I literally remember thinking “he’s kissing me goodbye,” when he kissed me. I acted like nothing was wrong though and left. So the next day I text him and nothing. Then I sent him another text the day after that and nothing. So about a week after that I sent another and nothing. I’m thinking “ok, don’t freak out he’s just busy.” I call and nothing and then I realize that he really isn’t saying anything at all back. I figured “I’ll just keep sending him messages that I feel like would be good for him.” I didn’t text him every day, but about a week apart from each other.

One day, I notice that he blocked me. I have become all too familiar with how to know you have been blocked from being with M. That’s when I start freaking out. But I lied and said that I got a new phone after messaging him on Instagram. He still didn’t respond from Instagram either and then that’s when it really sunk in that he just didn’t care about me at all anymore. “What did I do that was so wrong that he couldn’t even tell me that? Why did he not even respond to not one thing? I wasn’t sending him messages about us dating either I was sending friendly stuff, so why did he just ghost me:(“

I lost it when I realized he really was ignoring me and I didn’t know why. “I know that I overthought and caused some disconnect. But the last one we were together I didn’t know he really didn’t even want to speak to me at all. I couldn’t even get a thanks for this or that I upset him? Why does he hate me now?!! He just used me for some sex??!” All of these thoughts were racing once I realized this but I just messaged him “I didn’t realize you were ignoring me but thank you for everything.”

And here we go again; depression episode 5. At first I thought I would be fine, after all I did start overthinking and putting strain on us. But it literally hit harder and harder each day until by the end of November I was feeling down. I kept thinking about the tarot cards and how that was suppose to be Z and I. Those tarot card readings I listened to seemed to accurate for me to believe that it was ok that we didn’t work out. “That was the life I’ve been wanting and working for,” I thought to myself and “I screwed it up.” Then I began being observed and checking his social media and becoming darker and darker. “OMG HE REALLY IS A GREAT GUY” the more and more I searched him. “I just messed up this thing that could’ve been wonderful with the man of my dreams.”

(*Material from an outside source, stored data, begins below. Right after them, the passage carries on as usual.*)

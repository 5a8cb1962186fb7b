// src/ingest/providers/weibo.rs
use std::sync::Arc;
use std::time::Instant;

use async_trait::async_trait;
use metrics::histogram;
use scraper::{Html, Selector};

use crate::ingest::error::ScrapeError;
use crate::ingest::scheduler::SampleJob;
use crate::ingest::types::{Extracted, PageFetcher, TopicPopularity};
use crate::sink::ObservationSink;

pub const SOURCE: &str = "weibo";
pub const WEIBO_URL: &str = "https://s.weibo.com/top/summary";
pub const WEIBO_METRIC: &str = "weibo_hotdata";

/// Rank/topic/popularity cells of the hot-search table.
const CELL_SELECTOR: &str = ".td-02";

/// Derive topic -> popularity from the text of each matched cell.
///
/// The first cell is the pinned "live" entry and carries no number, so it is
/// always dropped. Remaining cells are positional: after removing all
/// whitespace except newlines, field 1 is the topic and field 2 the count.
pub fn topics_from_cells<'a, I>(cells: I) -> Extracted<TopicPopularity>
where
    I: IntoIterator<Item = &'a str>,
{
    let mut out = TopicPopularity::new();
    let mut short = 0usize;
    let mut unparsed = 0usize;

    for text in cells.into_iter().skip(1) {
        let stripped: String = text
            .chars()
            .filter(|c| *c == '\n' || !c.is_whitespace())
            .collect();
        let fields: Vec<&str> = stripped.split('\n').collect();
        if fields.len() < 3 || fields[1].is_empty() {
            short += 1;
            continue;
        }

        let popularity = fields[2].parse::<u64>().unwrap_or_else(|_| {
            unparsed += 1;
            0
        });
        out.insert(fields[1].to_string(), popularity);
    }

    let error = if short > 0 {
        Some(ScrapeError::Shape(format!(
            "{short} cell(s) without topic/popularity fields"
        )))
    } else if unparsed > 0 {
        Some(ScrapeError::Value(format!(
            "{unparsed} popularity value(s) not a decimal integer"
        )))
    } else {
        None
    };
    Extracted { value: out, error }
}

pub fn parse_trending_topics(body: &[u8]) -> Extracted<TopicPopularity> {
    let selector = match Selector::parse(CELL_SELECTOR) {
        Ok(s) => s,
        Err(e) => return Extracted::failed(ScrapeError::Shape(format!("selector: {e:?}"))),
    };

    let html = String::from_utf8_lossy(body);
    let doc = Html::parse_document(&html);
    let cells: Vec<String> = doc
        .select(&selector)
        .map(|el| el.text().collect::<String>())
        .collect();

    if cells.is_empty() {
        return Extracted::failed(ScrapeError::Shape(format!(
            "no {CELL_SELECTOR} cells on page"
        )));
    }
    topics_from_cells(cells.iter().map(String::as_str))
}

pub async fn acquire(fetcher: &dyn PageFetcher) -> Extracted<TopicPopularity> {
    let body = match fetcher.fetch(WEIBO_URL, &[]).await {
        Ok(b) => b,
        Err(e) => return Extracted::failed(e),
    };

    let t0 = Instant::now();
    let out = parse_trending_topics(&body);
    let ms = t0.elapsed().as_secs_f64() * 1_000.0;
    histogram!("sampler_parse_ms", "source" => SOURCE).record(ms);
    out
}

/// One fetch of the trending-topics page; errors logged, never raised.
pub async fn fetch_trending_topics(fetcher: &dyn PageFetcher) -> TopicPopularity {
    crate::ingest::settle(SOURCE, acquire(fetcher).await)
}

pub fn forward(sink: &dyn ObservationSink, topics: &TopicPopularity) -> usize {
    for (topic, hot) in topics {
        sink.set_gauge(WEIBO_METRIC, &[("topic", topic.as_str())], *hot as f64);
    }
    topics.len()
}

pub struct WeiboJob {
    fetcher: Arc<dyn PageFetcher>,
}

impl WeiboJob {
    pub fn new(fetcher: Arc<dyn PageFetcher>) -> Self {
        Self { fetcher }
    }
}

#[async_trait]
impl SampleJob for WeiboJob {
    fn name(&self) -> &'static str {
        SOURCE
    }

    async fn tick(&self, sink: &dyn ObservationSink) -> Extracted<usize> {
        let got = acquire(self.fetcher.as_ref()).await;
        let n = forward(sink, &got.value);
        Extracted {
            value: n,
            error: got.error,
        }
    }
}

One night while working I start crying feeing like I have lost control. Since that night it would Get worse to the point where I am in the sunken place again. It’s worse now because “I thought I knew better.” I’m contemplating suicide because I feel so stupid and hopeless for the life that I’ve wanted. I feel like a fake too because I was so positive before all of this. The “single” me doesn’t get depressed, “I was doing good man.”

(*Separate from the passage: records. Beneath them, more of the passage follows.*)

// src/ingest/fetch.rs
use std::time::Duration;

use async_trait::async_trait;
use reqwest::header::{HeaderMap, HeaderName, HeaderValue, USER_AGENT};
use reqwest::Client;

use crate::ingest::error::{Result, ScrapeError};
use crate::ingest::types::PageFetcher;

const DEFAULT_USER_AGENT: &str =
    "Mozilla/5.0 (X11; Linux x86_64) AppleWebKit/537.36 (KHTML, like Gecko) Chrome/120.0 Safari/537.36";

/// `reqwest`-backed fetcher with a hard per-request timeout.
#[derive(Clone)]
pub struct HttpFetcher {
    client: Client,
}

impl HttpFetcher {
    pub fn new(timeout: Duration) -> Result<Self> {
        let client = Client::builder()
            .timeout(timeout)
            .connect_timeout(timeout)
            .build()?;
        Ok(Self { client })
    }
}

#[async_trait]
impl PageFetcher for HttpFetcher {
    async fn fetch(&self, url: &str, headers: &[(&str, &str)]) -> Result<Vec<u8>> {
        let mut map = HeaderMap::new();
        map.insert(USER_AGENT, HeaderValue::from_static(DEFAULT_USER_AGENT));
        for (k, v) in headers {
            let name = HeaderName::from_bytes(k.as_bytes())
                .map_err(|e| ScrapeError::Fetch(format!("bad header name {k}: {e}")))?;
            let value = HeaderValue::from_str(v)
                .map_err(|e| ScrapeError::Fetch(format!("bad header value for {k}: {e}")))?;
            map.insert(name, value);
        }

        let resp = self.client.get(url).headers(map).send().await?;
        let status = resp.status();
        if !status.is_success() {
            return Err(ScrapeError::Fetch(format!("GET {url} returned {status}")));
        }

        let body = resp.bytes().await?;
        if body.is_empty() {
            return Err(ScrapeError::EmptyBody);
        }
        Ok(body.to_vec())
    }
}

// --- Test helper ---
/// Serves the same canned body for every URL; counts calls.
pub struct FixtureFetcher {
    body: Option<Vec<u8>>,
    pub calls: std::sync::atomic::AtomicUsize,
}

impl FixtureFetcher {
    pub fn new(body: impl Into<Vec<u8>>) -> Self {
        Self {
            body: Some(body.into()),
            calls: std::sync::atomic::AtomicUsize::new(0),
        }
    }

    /// A fetcher whose every call fails at the transport level.
    pub fn failing() -> Self {
        Self {
            body: None,
            calls: std::sync::atomic::AtomicUsize::new(0),
        }
    }
}

#[async_trait]
impl PageFetcher for FixtureFetcher {
    async fn fetch(&self, url: &str, _headers: &[(&str, &str)]) -> Result<Vec<u8>> {
        self.calls
            .fetch_add(1, std::sync::atomic::Ordering::SeqCst);
        match &self.body {
            Some(b) if b.is_empty() => Err(ScrapeError::EmptyBody),
            Some(b) => Ok(b.clone()),
            None => Err(ScrapeError::Fetch(format!("fixture refused {url}"))),
        }
    }
}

Further and further down the hole I go. I am questioning myself because I thought I knew better yet still became like my old toxic self. “Everyone knows me as a positive and fun person and I have been doing so good. Praying,eating better and etc. what happened?!! Why did I get so triggered? Why didn’t I ramble like that? Why didn’t I stop myself with the new hobbies,skills and abilities I know I have now?! Why did I tell Z that I don’t think I can give him what he wants?! Why did I start criminalizing and and questioning him like that only to see he really is the guy I’ve been praying for to be with?!!”

Then that’s turned into “let’s get him to talk to me somehow. I want to hear his voice. Why did he ghost me like that, I’ll make him pay.”